### Exercise requirements
Every line of the material below should be repeated exactly.

### Provided data
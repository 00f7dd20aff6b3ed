//! Configuration module
//!
//! Settings come from three places. A flag (or its environment variable)
//! wins over the config file, which wins over the built-in default.

use crate::error::{CliError, CliResult};
use anyhow::Context;
use serde::{Deserialize, Serialize};
use std::fs;
use std::path::{Path, PathBuf};

/// CLI configuration file structure
#[derive(Debug, Clone, Deserialize, Serialize, Default, PartialEq)]
pub struct CliConfig {
    /// Model configuration
    #[serde(default)]
    pub model: ModelSection,

    /// Input/output directory configuration
    #[serde(default)]
    pub io: IoSection,

    /// Parser configuration
    #[serde(default)]
    pub parser: ParserSection,
}

/// Model-related configuration
#[derive(Debug, Clone, Deserialize, Serialize, Default, PartialEq)]
pub struct ModelSection {
    /// Model file; the embedded English model is used when absent
    pub path: Option<PathBuf>,
}

/// Directory configuration
#[derive(Debug, Clone, Deserialize, Serialize, Default, PartialEq)]
pub struct IoSection {
    /// Base directory for relative input paths
    pub input_dir: Option<PathBuf>,

    /// Directory receiving the artifacts; next to each input when absent
    pub output_dir: Option<PathBuf>,
}

/// Parser configuration
#[derive(Debug, Clone, Deserialize, Serialize, Default, PartialEq)]
pub struct ParserSection {
    /// Sentences longer than this (in tokens) get a flat fallback tree
    pub max_sentence_length: Option<usize>,
}

impl CliConfig {
    /// Load a configuration file
    pub fn from_file(path: &Path) -> CliResult<Self> {
        let content = fs::read_to_string(path)
            .with_context(|| format!("Failed to read config file: {}", path.display()))?;
        Self::from_toml_str(&content)
            .with_context(|| format!("Invalid config file: {}", path.display()))
    }

    /// Parse configuration from TOML text
    pub fn from_toml_str(content: &str) -> CliResult<Self> {
        let config: Self = toml::from_str(content)?;
        if config.parser.max_sentence_length == Some(0) {
            return Err(CliError::ConfigError(
                "parser.max_sentence_length must be positive".to_string(),
            )
            .into());
        }
        Ok(config)
    }

    /// Load `path` if given, otherwise use defaults
    pub fn load(path: Option<&Path>) -> CliResult<Self> {
        match path {
            Some(path) => {
                log::debug!("Loading config from {}", path.display());
                Self::from_file(path)
            }
            None => Ok(Self::default()),
        }
    }

    /// Apply command-line overrides on top of this configuration
    pub fn resolve(self, overrides: Overrides) -> Settings {
        Settings {
            model: overrides.model.or(self.model.path),
            input_dir: overrides.input_dir.or(self.io.input_dir),
            output_dir: overrides.output_dir.or(self.io.output_dir),
            max_sentence_length: overrides
                .max_sentence_length
                .or(self.parser.max_sentence_length),
        }
    }
}

/// Values given as flags or environment variables
#[derive(Debug, Clone, Default)]
pub struct Overrides {
    /// `--model` / `TEXTPREP_MODEL`
    pub model: Option<PathBuf>,
    /// `--input-dir` / `TEXTPREP_INPUT_DIR`
    pub input_dir: Option<PathBuf>,
    /// `--output-dir` / `TEXTPREP_OUTPUT_DIR`
    pub output_dir: Option<PathBuf>,
    /// `--max-length` / `TEXTPREP_MAX_LENGTH`
    pub max_sentence_length: Option<usize>,
}

/// Effective settings for one run
#[derive(Debug, Clone, Default, PartialEq)]
pub struct Settings {
    /// Model file, `None` for the embedded model
    pub model: Option<PathBuf>,
    /// Base directory for relative inputs
    pub input_dir: Option<PathBuf>,
    /// Artifact directory
    pub output_dir: Option<PathBuf>,
    /// Parser length limit; the model's own limit applies when `None`
    pub max_sentence_length: Option<usize>,
}

#[cfg(test)]
mod tests {
    use super::*;
    use std::io::Write;
    use tempfile::NamedTempFile;

    #[test]
    fn test_empty_config_is_default() {
        let config = CliConfig::from_toml_str("").unwrap();
        assert_eq!(config, CliConfig::default());
    }

    #[test]
    fn test_full_config() {
        let config = CliConfig::from_toml_str(
            r#"
[model]
path = "models/custom.toml"

[io]
input_dir = "corpus"
output_dir = "out"

[parser]
max_sentence_length = 80
"#,
        )
        .unwrap();

        assert_eq!(config.model.path, Some(PathBuf::from("models/custom.toml")));
        assert_eq!(config.io.input_dir, Some(PathBuf::from("corpus")));
        assert_eq!(config.io.output_dir, Some(PathBuf::from("out")));
        assert_eq!(config.parser.max_sentence_length, Some(80));
    }

    #[test]
    fn test_zero_max_length_rejected() {
        let err = CliConfig::from_toml_str("[parser]\nmax_sentence_length = 0\n").unwrap_err();
        assert!(err.to_string().contains("must be positive"));
    }

    #[test]
    fn test_wrong_type_rejected() {
        assert!(CliConfig::from_toml_str("[parser]\nmax_sentence_length = \"long\"\n").is_err());
    }

    #[test]
    fn test_overrides_take_precedence() {
        let config = CliConfig {
            model: ModelSection {
                path: Some(PathBuf::from("from-config.toml")),
            },
            io: IoSection {
                input_dir: Some(PathBuf::from("config-in")),
                output_dir: Some(PathBuf::from("config-out")),
            },
            parser: ParserSection {
                max_sentence_length: Some(80),
            },
        };

        let settings = config.resolve(Overrides {
            model: Some(PathBuf::from("from-flag.toml")),
            max_sentence_length: Some(40),
            ..Default::default()
        });

        assert_eq!(settings.model, Some(PathBuf::from("from-flag.toml")));
        assert_eq!(settings.input_dir, Some(PathBuf::from("config-in")));
        assert_eq!(settings.output_dir, Some(PathBuf::from("config-out")));
        assert_eq!(settings.max_sentence_length, Some(40));
    }

    #[test]
    fn test_load_from_file() {
        let mut file = NamedTempFile::new().unwrap();
        writeln!(file, "[io]\noutput_dir = \"artifacts\"").unwrap();

        let config = CliConfig::load(Some(file.path())).unwrap();
        assert_eq!(config.io.output_dir, Some(PathBuf::from("artifacts")));
        assert_eq!(CliConfig::load(None).unwrap(), CliConfig::default());
    }

    #[test]
    fn test_missing_file_has_context() {
        let err = CliConfig::from_file(Path::new("/nonexistent/textprep.toml")).unwrap_err();
        assert!(err.to_string().contains("Failed to read config file"));
    }
}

### Result of this exercise
repository 00f7dd20aff6b3ed
//! Configuration module
//!
//! Settings come from three places. A flag (or its environment variable)
//! wins over the config file, which wins over the built-in default.

use crate::error::{CliError, CliResult};
use anyhow::Context;
use serde::{Deserialize, Serialize};
use std::fs;
use std::path::{Path, PathBuf};

/// CLI configuration file structure
#[derive(Debug, Clone, Deserialize, Serialize, Default, PartialEq)]
pub struct CliConfig {
    /// Model configuration
    #[serde(default)]
    pub model: ModelSection,

    /// Input/output directory configuration
    #[serde(default)]
    pub io: IoSection,

    /// Parser configuration
    #[serde(default)]
    pub parser: ParserSection,
}

/// Model-related configuration
#[derive(Debug, Clone, Deserialize, Serialize, Default, PartialEq)]
pub struct ModelSection {
    /// Model file; the embedded English model is used when absent
    pub path: Option<PathBuf>,
}

/// Directory configuration
#[derive(Debug, Clone, Deserialize, Serialize, Default, PartialEq)]
pub struct IoSection {
    /// Base directory for relative input paths
    pub input_dir: Option<PathBuf>,

    /// Directory receiving the artifacts; next to each input when absent
    pub output_dir: Option<PathBuf>,
}

/// Parser configuration
#[derive(Debug, Clone, Deserialize, Serialize, Default, PartialEq)]
pub struct ParserSection {
    /// Sentences longer than this (in tokens) get a flat fallback tree
    pub max_sentence_length: Option<usize>,
}

impl CliConfig {
    /// Load a configuration file
    pub fn from_file(path: &Path) -> CliResult<Self> {
        let content = fs::read_to_string(path)
            .with_context(|| format!("Failed to read config file: {}", path.display()))?;
        Self::from_toml_str(&content)
            .with_context(|| format!("Invalid config file: {}", path.display()))
    }

    /// Parse configuration from TOML text
    pub fn from_toml_str(content: &str) -> CliResult<Self> {
        let config: Self = toml::from_str(content)?;
        if config.parser.max_sentence_length == Some(0) {
            return Err(CliError::ConfigError(
                "parser.max_sentence_length must be positive".to_string(),
            )
            .into());
        }
        Ok(config)
    }

    /// Load `path` if given, otherwise use defaults
    pub fn load(path: Option<&Path>) -> CliResult<Self> {
        match path {
            Some(path) => {
                log::debug!("Loading config from {}", path.display());
                Self::from_file(path)
            }
            None => Ok(Self::default()),
        }
    }

    /// Apply command-line overrides on top of this configuration
    pub fn resolve(self, overrides: Overrides) -> Settings {
        Settings {
            model: overrides.model.or(self.model.path),
            input_dir: overrides.input_dir.or(self.io.input_dir),
            output_dir: overrides.output_dir.or(self.io.output_dir),
            max_sentence_length: overrides
                .max_sentence_length
                .or(self.parser.max_sentence_length),
        }
    }
}

/// Values given as flags or environment variables
#[derive(Debug, Clone, Default)]
pub struct Overrides {
    /// `--model` / `TEXTPREP_MODEL`
    pub model: Option<PathBuf>,
    /// `--input-dir` / `TEXTPREP_INPUT_DIR`
    pub input_dir: Option<PathBuf>,
    /// `--output-dir` / `TEXTPREP_OUTPUT_DIR`
    pub output_dir: Option<PathBuf>,
    /// `--max-length` / `TEXTPREP_MAX_LENGTH`
    pub max_sentence_length: Option<usize>,
}

/// Effective settings for one run
#[derive(Debug, Clone, Default, PartialEq)]
pub struct Settings {
    /// Model file, `None` for the embedded model
    pub model: Option<PathBuf>,
    /// Base directory for relative inputs
    pub input_dir: Option<PathBuf>,
    /// Artifact directory
    pub output_dir: Option<PathBuf>,
    /// Parser length limit; the model's own limit applies when `None`
    pub max_sentence_length: Option<usize>,
}

#[cfg(test)]
mod tests {
    use super::*;
    use std::io::Write;
    use tempfile::NamedTempFile;

    #[test]
    fn test_empty_config_is_default() {
        let config = CliConfig::from_toml_str("").unwrap();
        assert_eq!(config, CliConfig::default());
    }

    #[test]
    fn test_full_config() {
        let config = CliConfig::from_toml_str(
            r#"
[model]
path = "models/custom.toml"

[io]
input_dir = "corpus"
output_dir = "out"

[parser]
max_sentence_length = 80
"#,
        )
        .unwrap();

        assert_eq!(config.model.path, Some(PathBuf::from("models/custom.toml")));
        assert_eq!(config.io.input_dir, Some(PathBuf::from("corpus")));
        assert_eq!(config.io.output_dir, Some(PathBuf::from("out")));
        assert_eq!(config.parser.max_sentence_length, Some(80));
    }

    #[test]
    fn test_zero_max_length_rejected() {
        let err = CliConfig::from_toml_str("[parser]\nmax_sentence_length = 0\n").unwrap_err();
        assert!(err.to_string().contains("must be positive"));
    }

    #[test]
    fn test_wrong_type_rejected() {
        assert!(CliConfig::from_toml_str("[parser]\nmax_sentence_length = \"long\"\n").is_err());
    }

    #[test]
    fn test_overrides_take_precedence() {
        let config = CliConfig {
            model: ModelSection {
                path: Some(PathBuf::from("from-config.toml")),
            },
            io: IoSection {
                input_dir: Some(PathBuf::from("config-in")),
                output_dir: Some(PathBuf::from("config-out")),
            },
            parser: ParserSection {
                max_sentence_length: Some(80),
            },
        };

        let settings = config.resolve(Overrides {
            model: Some(PathBuf::from("from-flag.toml")),
            max_sentence_length: Some(40),
            ..Default::default()
        });

        assert_eq!(settings.model, Some(PathBuf::from("from-flag.toml")));
        assert_eq!(settings.input_dir, Some(PathBuf::from("config-in")));
        assert_eq!(settings.output_dir, Some(PathBuf::from("config-out")));
        assert_eq!(settings.max_sentence_length, Some(40));
    }

    #[test]
    fn test_load_from_file() {
        let mut file = NamedTempFile::new().unwrap();
        writeln!(file, "[io]\noutput_dir = \"artifacts\"").unwrap();

        let config = CliConfig::load(Some(file.path())).unwrap();
        assert_eq!(config.io.output_dir, Some(PathBuf::from("artifacts")));
        assert_eq!(CliConfig::load(None).unwrap(), CliConfig::default());
    }

    #[test]
    fn test_missing_file_has_context() {
        let err = CliConfig::from_file(Path::new("/nonexistent/textprep.toml")).unwrap_err();
        assert!(err.to_string().contains("Failed to read config file"));
    }
}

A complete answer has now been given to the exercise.